→ ASSIGNMENT:
Every line below is to be quoted exactly, with nothing added or dropped.

----- MATERIAL TO PROCESS -----

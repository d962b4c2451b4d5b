//! Retry support for outbound HTTP calls to upstream APIs.
//!
//! Only transient upstream statuses (429 and 5xx) are retried. Transport
//! failures, timeouts included, surface immediately so a slow upstream does
//! not multiply the caller's wait.

use reqwest::StatusCode;
use std::future::Future;
use std::time::Duration;
use tokio::time::sleep;
use tracing::{info, warn};

#[derive(Debug, Clone)]
pub struct RetryPolicy {
    /// Retries after the initial attempt.
    pub max_retries: u32,
    /// Backoff before the first retry; doubles on each subsequent one.
    pub base_backoff: Duration,
}

impl Default for RetryPolicy {
    fn default() -> Self {
        Self {
            max_retries: 2,
            base_backoff: Duration::from_millis(400),
        }
    }
}

impl RetryPolicy {
    pub fn with_base_backoff(base_backoff: Duration) -> Self {
        Self {
            base_backoff,
            ..Default::default()
        }
    }

    pub fn backoff_duration(&self, attempt: u32) -> Duration {
        self.base_backoff * 2u32.saturating_pow(attempt)
    }
}

/// Whether a response status is worth retrying.
pub fn is_retryable(status: StatusCode) -> bool {
    status == StatusCode::TOO_MANY_REQUESTS || status.is_server_error()
}

/// Executes `f` until it yields a non-retryable status or the policy is
/// exhausted. The final response is returned regardless of its status; the
/// caller decides how to map it.
pub async fn send_with_retry<F, Fut>(
    policy: &RetryPolicy,
    operation: &str,
    f: F,
) -> Result<reqwest::Response, reqwest::Error>
where
    F: Fn() -> Fut,
    Fut: Future<Output = Result<reqwest::Response, reqwest::Error>>,
{
    let mut attempt: u32 = 0;
    loop {
        let response = f().await?;
        let status = response.status();

        if is_retryable(status) && attempt < policy.max_retries {
            let backoff = policy.backoff_duration(attempt);
            warn!(
                operation,
                attempt = attempt + 1,
                status = status.as_u16(),
                backoff_ms = backoff.as_millis() as u64,
                "Upstream returned retryable status, backing off"
            );
            sleep(backoff).await;
            attempt += 1;
            continue;
        }

        if attempt > 0 {
            if status.is_success() {
                info!(
                    operation,
                    attempts = attempt + 1,
                    "Upstream call succeeded after retry"
                );
            } else {
                warn!(
                    operation,
                    attempts = attempt + 1,
                    status = status.as_u16(),
                    "Upstream call still failing after retries"
                );
            }
        }

        return Ok(response);
    }
}
use tracing_subscriber::{layer::SubscriberExt, util::SubscriberInitExt};

/// Installs the global tracing subscriber: `RUST_LOG` when set, the
/// configured level otherwise, emitting one flattened JSON object per event.
pub fn init_tracing(service_name: &str, log_level: &str) {
    let env_filter = tracing_subscriber::EnvFilter::try_from_default_env()
        .unwrap_or_else(|_| tracing_subscriber::EnvFilter::new(log_level));

    tracing_subscriber::registry()
        .with(env_filter)
        .with(
            tracing_subscriber::fmt::layer()
                .with_file(true)
                .with_line_number(true)
                .json()
                .flatten_event(true),
        )
        .init();

    tracing::info!(service = service_name, "Tracing initialized");
}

-----

→ OUTPUT BELOW:
repository d962b4c2451b4d5b
//! Retry support for outbound HTTP calls to upstream APIs.
//!
//! Only transient upstream statuses (429 and 5xx) are retried. Transport
//! failures, timeouts included, surface immediately so a slow upstream does
//! not multiply the caller's wait.

use reqwest::StatusCode;
use std::future::Future;
use std::time::Duration;
use tokio::time::sleep;
use tracing::{info, warn};

#[derive(Debug, Clone)]
pub struct RetryPolicy {
    /// Retries after the initial attempt.
    pub max_retries: u32,
    /// Backoff before the first retry; doubles on each subsequent one.
    pub base_backoff: Duration,
}

impl Default for RetryPolicy {
    fn default() -> Self {
        Self {
            max_retries: 2,
            base_backoff: Duration::from_millis(400),
        }
    }
}

impl RetryPolicy {
    pub fn with_base_backoff(base_backoff: Duration) -> Self {
        Self {
            base_backoff,
            ..Default::default()
        }
    }

    pub fn backoff_duration(&self, attempt: u32) -> Duration {
        self.base_backoff * 2u32.saturating_pow(attempt)
    }
}

/// Whether a response status is worth retrying.
pub fn is_retryable(status: StatusCode) -> bool {
    status == StatusCode::TOO_MANY_REQUESTS || status.is_server_error()
}

/// Executes `f` until it yields a non-retryable status or the policy is
/// exhausted. The final response is returned regardless of its status; the
/// caller decides how to map it.
pub async fn send_with_retry<F, Fut>(
    policy: &RetryPolicy,
    operation: &str,
    f: F,
) -> Result<reqwest::Response, reqwest::Error>
where
    F: Fn() -> Fut,
    Fut: Future<Output = Result<reqwest::Response, reqwest::Error>>,
{
    let mut attempt: u32 = 0;
    loop {
        let response = f().await?;
        let status = response.status();

        if is_retryable(status) && attempt < policy.max_retries {
            let backoff = policy.backoff_duration(attempt);
            warn!(
                operation,
                attempt = attempt + 1,
                status = status.as_u16(),
                backoff_ms = backoff.as_millis() as u64,
                "Upstream returned retryable status, backing off"
            );
            sleep(backoff).await;
            attempt += 1;
            continue;
        }

        if attempt > 0 {
            if status.is_success() {
                info!(
                    operation,
                    attempts = attempt + 1,
                    "Upstream call succeeded after retry"
                );
            } else {
                warn!(
                    operation,
                    attempts = attempt + 1,
                    status = status.as_u16(),
                    "Upstream call still failing after retries"
                );
            }
        }

        return Ok(response);
    }
}
use tracing_subscriber::{layer::SubscriberExt, util::SubscriberInitExt};

/// Installs the global tracing subscriber: `RUST_LOG` when set, the
/// configured level otherwise, emitting one flattened JSON object per event.
pub fn init_tracing(service_name: &str, log_level: &str) {
    let env_filter = tracing_subscriber::EnvFilter::try_from_default_env()
        .unwrap_or_else(|_| tracing_subscriber::EnvFilter::new(log_level));

    tracing_subscriber::registry()
        .with(env_filter)
        .with(
            tracing_subscriber::fmt::layer()
                .with_file(true)
                .with_line_number(true)
                .json()
                .flatten_event(true),
        )
        .init();

    tracing::info!(service = service_name, "Tracing initialized");
}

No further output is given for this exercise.